:: Available data ::
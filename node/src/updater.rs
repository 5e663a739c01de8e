//! Chain updater used until a block fetch pipeline is wired in.

use std::sync::atomic::{AtomicU64, Ordering};

use async_trait::async_trait;
use tracing::warn;

use blockgate_protocol::network::{ChainUpdater, PeerAddress, UpdateError};

/// Logs each hand-off and fails it. The candidate stays queued, so the
/// next cycle retries it once a real updater replaces this one.
///
/// `run` never enqueues candidates itself and holds the store's exclusive
/// sled lock, so with nothing writing the queue in-process this updater is
/// not reached in practice; every cycle reports `absent`.
#[derive(Debug, Default)]
pub struct DetachedUpdater {
    handoffs: AtomicU64,
}

#[async_trait]
impl ChainUpdater for DetachedUpdater {
    async fn sync(&self, peer: &PeerAddress, target_block_id: u64) -> Result<(), UpdateError> {
        let handoffs = self.handoffs.fetch_add(1, Ordering::Relaxed) + 1;
        warn!(
            peer = %peer,
            target = target_block_id,
            handoffs,
            "no block fetch pipeline attached; leaving candidate queued"
        );
        Err(UpdateError::Apply(
            "no block fetch pipeline attached".to_string(),
        ))
    }
}

#[cfg(test)]
mod tests {
    use super::*;
    use blockgate_protocol::network::with_default_port;

    #[tokio::test]
    async fn every_handoff_is_counted_and_failed() {
        let updater = DetachedUpdater::default();
        let peer = with_default_port("10.0.0.5", 7078).unwrap();

        for _ in 0..2 {
            let err = updater.sync(&peer, 120).await.unwrap_err();
            assert!(matches!(err, UpdateError::Apply(_)));
        }
        assert_eq!(updater.handoffs.load(Ordering::Relaxed), 2);
    }
}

:: What is required ::
Look over the data above and show each line that contains "DetachedUpdater".

:: Output for this exercise ::
pub struct DetachedUpdater {
impl ChainUpdater for DetachedUpdater {
        let updater = DetachedUpdater::default();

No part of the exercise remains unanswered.